▶ **REQUIRED WORK**: Within the listing, each line that has the string "helpers" should be copied.

☆ ☆ ☆ ☆

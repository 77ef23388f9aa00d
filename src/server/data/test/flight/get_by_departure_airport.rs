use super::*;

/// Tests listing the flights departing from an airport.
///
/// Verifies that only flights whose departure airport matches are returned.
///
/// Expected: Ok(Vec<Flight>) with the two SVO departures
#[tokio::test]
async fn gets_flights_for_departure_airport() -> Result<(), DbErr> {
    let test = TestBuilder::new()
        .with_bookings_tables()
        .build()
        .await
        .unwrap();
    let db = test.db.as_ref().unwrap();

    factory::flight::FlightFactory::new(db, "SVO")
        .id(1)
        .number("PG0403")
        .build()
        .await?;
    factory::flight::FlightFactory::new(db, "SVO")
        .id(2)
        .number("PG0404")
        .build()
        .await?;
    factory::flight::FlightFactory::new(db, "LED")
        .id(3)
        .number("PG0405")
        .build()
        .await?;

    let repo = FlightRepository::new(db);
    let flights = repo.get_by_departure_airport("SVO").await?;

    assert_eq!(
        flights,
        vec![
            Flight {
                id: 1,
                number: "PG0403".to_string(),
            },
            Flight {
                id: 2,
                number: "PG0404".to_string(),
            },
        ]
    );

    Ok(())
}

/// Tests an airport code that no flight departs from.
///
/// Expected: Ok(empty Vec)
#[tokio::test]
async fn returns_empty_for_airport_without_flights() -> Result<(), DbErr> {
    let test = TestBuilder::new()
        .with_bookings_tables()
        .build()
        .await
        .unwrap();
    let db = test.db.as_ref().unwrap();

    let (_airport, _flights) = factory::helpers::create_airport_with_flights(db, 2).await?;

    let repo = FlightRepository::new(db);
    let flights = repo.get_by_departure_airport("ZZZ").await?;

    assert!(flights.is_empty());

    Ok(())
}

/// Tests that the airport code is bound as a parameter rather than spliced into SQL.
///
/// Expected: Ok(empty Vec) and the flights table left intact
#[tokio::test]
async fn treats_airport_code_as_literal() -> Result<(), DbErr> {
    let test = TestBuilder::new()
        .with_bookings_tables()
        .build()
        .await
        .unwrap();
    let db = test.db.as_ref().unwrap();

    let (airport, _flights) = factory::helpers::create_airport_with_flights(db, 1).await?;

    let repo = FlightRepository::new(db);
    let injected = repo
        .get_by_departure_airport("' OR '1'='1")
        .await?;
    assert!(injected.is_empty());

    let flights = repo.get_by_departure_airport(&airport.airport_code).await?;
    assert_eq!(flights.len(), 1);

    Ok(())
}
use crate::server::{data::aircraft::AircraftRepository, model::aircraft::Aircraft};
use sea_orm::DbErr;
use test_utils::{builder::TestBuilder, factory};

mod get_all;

☆ ☆ ☆ ☆

▶ **WRITTEN RESPONSE**:
    let (_airport, _flights) = factory::helpers::create_airport_with_flights(db, 2).await?;
    let (airport, _flights) = factory::helpers::create_airport_with_flights(db, 1).await?;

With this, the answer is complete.